What you should do:
For the string "traffic", search the entries below and copy every line where it appears.

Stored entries
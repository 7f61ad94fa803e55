//! ## flowvakt-engine::pipeline
//! **Per-direction packet pipelines**
//!
//! A frame goes link → network → transport → record, then the record is
//! published on the event bus and folded into the flow table. Every stage
//! can end processing early, and every outcome is the same [`Verdict::Pass`]:
//! observation never changes delivery.

use std::sync::Arc;

use tracing::{debug, trace, warn};

use flowvakt_capture::Frame;
use flowvakt_core::events::{EventBus, EventError};
use flowvakt_core::flow::{build_key, FlowMetricsStore, FlowUpdate};
use flowvakt_core::packet::{Direction, PacketRecord};
use flowvakt_core::time::Clock;
use flowvakt_protocols::{
    parse_link, parse_network_layer, parse_transport, LinkCast, SkipReason, TRANSPORT_PROBE_LEN,
};
use flowvakt_telemetry::{DirectionMetrics, MetricsRecorder};

/// What happens to an observed frame. There is only one answer.
#[derive(Clone, Copy, Debug, PartialEq, Eq)]
pub enum Verdict {
    Pass,
}

/// Classification pipeline bound to one observation direction.
pub struct Pipeline {
    direction: Direction,
    store: Arc<FlowMetricsStore>,
    bus: EventBus,
    clock: Arc<dyn Clock>,
    metrics: DirectionMetrics,
}

impl Pipeline {
    pub fn new(
        direction: Direction,
        store: Arc<FlowMetricsStore>,
        bus: EventBus,
        clock: Arc<dyn Clock>,
        metrics: &MetricsRecorder,
    ) -> Self {
        Self {
            direction,
            store,
            bus,
            clock,
            metrics: metrics.direction(direction.as_str()),
        }
    }

    /// Pipeline for traffic arriving at the host.
    pub fn ingress(
        store: Arc<FlowMetricsStore>,
        bus: EventBus,
        clock: Arc<dyn Clock>,
        metrics: &MetricsRecorder,
    ) -> Self {
        Self::new(Direction::Inbound, store, bus, clock, metrics)
    }

    /// Pipeline for traffic leaving the host.
    pub fn egress(
        store: Arc<FlowMetricsStore>,
        bus: EventBus,
        clock: Arc<dyn Clock>,
        metrics: &MetricsRecorder,
    ) -> Self {
        Self::new(Direction::Outbound, store, bus, clock, metrics)
    }

    /// Observes one frame.
    #[inline]
    pub fn process(&self, frame: Frame<'_>) -> Verdict {
        self.metrics.observed.inc();

        if let Err(reason) = self.classify(frame) {
            trace!(direction = %self.direction, %reason, "Frame skipped");
            self.metrics.inc_skipped(reason.label());
        }
        Verdict::Pass
    }

    fn classify(&self, frame: Frame<'_>) -> Result<(), SkipReason> {
        let data = frame.data;

        if parse_link(data)?.cast != LinkCast::Unicast {
            return Err(SkipReason::NotUnicast);
        }

        let network = parse_network_layer(data)?;

        // Both transport headers must fit before either is read.
        if data.len().saturating_sub(network.header_end) < TRANSPORT_PROBE_LEN {
            return Err(SkipReason::TruncatedTransport);
        }
        let transport = parse_transport(data, network.header_end, network.protocol, &*self.clock)?;

        let record = PacketRecord {
            src_ip: network.src,
            dst_ip: network.dst,
            src_port: transport.src_port,
            dst_port: transport.dst_port,
            protocol: network.protocol,
            flags: transport.flags,
            timestamp: transport.timestamp,
            direction: self.direction,
            length: frame.wire_len,
        };

        self.emit(record);
        self.track(&record);
        Ok(())
    }

    fn emit(&self, record: PacketRecord) {
        match self.bus.publish(record) {
            Ok(()) => self.metrics.events_published.inc(),
            Err(EventError::QueueFull) => {
                self.metrics.events_dropped.inc();
                let dropped = self.metrics.events_dropped.get();
                if dropped.is_power_of_two() {
                    warn!(direction = %self.direction, dropped, "Event bus full, dropping records");
                }
            }
            Err(err) => {
                self.metrics.events_dropped.inc();
                trace!(direction = %self.direction, error = %err, "Record not published");
            }
        }
    }

    fn track(&self, record: &PacketRecord) {
        let key = build_key(record, self.direction);

        match self.store.record_packet(key, record) {
            Ok(FlowUpdate::Created) => {
                self.metrics.flows_created.inc();
                debug!(flow = %key, "Flow opened");
            }
            Ok(FlowUpdate::Updated) => self.metrics.flows_updated.inc(),
            Ok(FlowUpdate::Ignored) => {
                self.metrics.flows_ignored.inc();
                trace!(flow = %key, "Mid-stream packet for untracked flow");
            }
            Err(err) => {
                self.metrics.flows_rejected.inc();
                let rejected = self.metrics.flows_rejected.get();
                if rejected.is_power_of_two() {
                    warn!(flow = %key, error = %err, rejected, "Flow not recorded");
                }
            }
        }
    }
}

impl Clone for Pipeline {
    fn clone(&self) -> Self {
        Self {
            direction: self.direction,
            store: Arc::clone(&self.store),
            bus: self.bus.share(),
            clock: Arc::clone(&self.clock),
            metrics: self.metrics.clone(),
        }
    }
}

#[cfg(test)]
mod tests {
    use super::*;
    use flowvakt_core::time::VirtualClock;
    use flowvakt_protocols::testing::{FrameBuilder, BROADCAST_MAC, TCP_FLAG_ACK, TCP_FLAG_SYN};
    use std::net::Ipv4Addr;
    use tracing_test::traced_test;

    struct Harness {
        store: Arc<FlowMetricsStore>,
        bus: EventBus,
        metrics: MetricsRecorder,
        ingress: Pipeline,
        egress: Pipeline,
    }

    fn harness(max_entries: usize, capacity: usize) -> Harness {
        let store = Arc::new(FlowMetricsStore::with_max_entries(max_entries));
        let bus = EventBus::with_capacity(capacity).unwrap();
        let clock: Arc<dyn Clock> = Arc::new(VirtualClock::new(1_000));
        let metrics = MetricsRecorder::new().unwrap();
        Harness {
            ingress: Pipeline::ingress(store.clone(), bus.share(), clock.clone(), &metrics),
            egress: Pipeline::egress(store.clone(), bus.share(), clock, &metrics),
            store,
            bus,
            metrics,
        }
    }

    fn skipped(metrics: &MetricsRecorder, direction: &str, reason: &str) -> u64 {
        metrics
            .packets_skipped
            .with_label_values(&[direction, reason])
            .get()
    }

    #[test]
    fn records_carry_direction_and_wire_length() {
        let h = harness(16, 16);
        let frame = FrameBuilder::tcp_v4([10, 0, 0, 2], 51000, [10, 0, 0, 1], 443)
            .tcp_flags(TCP_FLAG_SYN)
            .build();

        assert_eq!(h.egress.process(Frame::new(&frame, 1514)), Verdict::Pass);

        let record = h.bus.recv().unwrap();
        assert_eq!(record.direction, Direction::Outbound);
        assert_eq!(record.length, 1514);
        assert_eq!(record.src_ip, Ipv4Addr::new(10, 0, 0, 2).to_ipv6_mapped());
        assert_eq!((record.src_port, record.dst_port), (51000, 443));
        assert!(record.flags.syn);
        assert_eq!(record.timestamp, 1_000);
        assert_eq!(h.store.len(), 1);
    }

    #[test]
    fn non_unicast_frames_pass_untouched() {
        let h = harness(16, 16);
        let frame = FrameBuilder::udp_v4([10, 0, 0, 2], 68, [255, 255, 255, 255], 67)
            .destination_mac(BROADCAST_MAC)
            .build();

        assert_eq!(h.ingress.process(Frame::whole(&frame)), Verdict::Pass);
        assert!(h.bus.is_empty());
        assert!(h.store.is_empty());
        assert_eq!(skipped(&h.metrics, "inbound", "not_unicast"), 1);
    }

    #[test]
    fn short_transport_region_is_skipped() {
        let h = harness(16, 16);
        // 34 bytes of headers + 8 of UDP, nothing else: less than the probe.
        let frame = FrameBuilder::udp_v4([10, 0, 0, 2], 5353, [10, 0, 0, 1], 53)
            .unpadded()
            .build();

        assert_eq!(h.egress.process(Frame::whole(&frame)), Verdict::Pass);
        assert!(h.bus.is_empty());
        assert_eq!(skipped(&h.metrics, "outbound", "truncated_transport"), 1);
    }

    #[test]
    fn mid_stream_packets_are_published_but_not_tracked() {
        let h = harness(16, 16);
        let frame = FrameBuilder::tcp_v4([10, 0, 0, 1], 443, [10, 0, 0, 2], 51000)
            .tcp_flags(TCP_FLAG_ACK)
            .build();

        h.ingress.process(Frame::whole(&frame));
        assert_eq!(h.bus.len(), 1);
        assert!(h.store.is_empty());
        assert_eq!(
            h.metrics
                .flow_updates
                .with_label_values(&["inbound", "ignored"])
                .get(),
            1
        );
    }

    #[traced_test]
    #[test]
    fn full_flow_table_is_logged_and_passes() {
        let h = harness(1, 16);
        let first = FrameBuilder::udp_v4([10, 0, 0, 2], 1000, [10, 0, 0, 1], 53).build();
        let second = FrameBuilder::udp_v4([10, 0, 0, 2], 1001, [10, 0, 0, 1], 53).build();

        assert_eq!(h.egress.process(Frame::whole(&first)), Verdict::Pass);
        assert_eq!(h.egress.process(Frame::whole(&second)), Verdict::Pass);

        assert_eq!(h.store.len(), 1);
        assert_eq!(h.bus.len(), 2);
        assert_eq!(
            h.metrics
                .flow_updates
                .with_label_values(&["outbound", "rejected"])
                .get(),
            1
        );
        assert!(logs_contain("Flow not recorded"));
        assert!(logs_contain("Flow table is full (1 entries)"));
    }

    #[test]
    fn full_bus_drops_newest_and_still_tracks() {
        let h = harness(16, 1);
        let first = FrameBuilder::udp_v4([10, 0, 0, 2], 1000, [10, 0, 0, 1], 53).build();
        let second = FrameBuilder::udp_v4([10, 0, 0, 2], 1001, [10, 0, 0, 1], 53).build();

        h.egress.process(Frame::whole(&first));
        h.egress.process(Frame::whole(&second));

        assert_eq!(h.bus.recv().unwrap().src_port, 1000);
        assert!(h.bus.recv().is_none());
        assert_eq!(h.bus.dropped(), 1);
        assert_eq!(h.store.len(), 2);
    }
}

Answer space:
    /// Pipeline for traffic arriving at the host.
    /// Pipeline for traffic leaving the host.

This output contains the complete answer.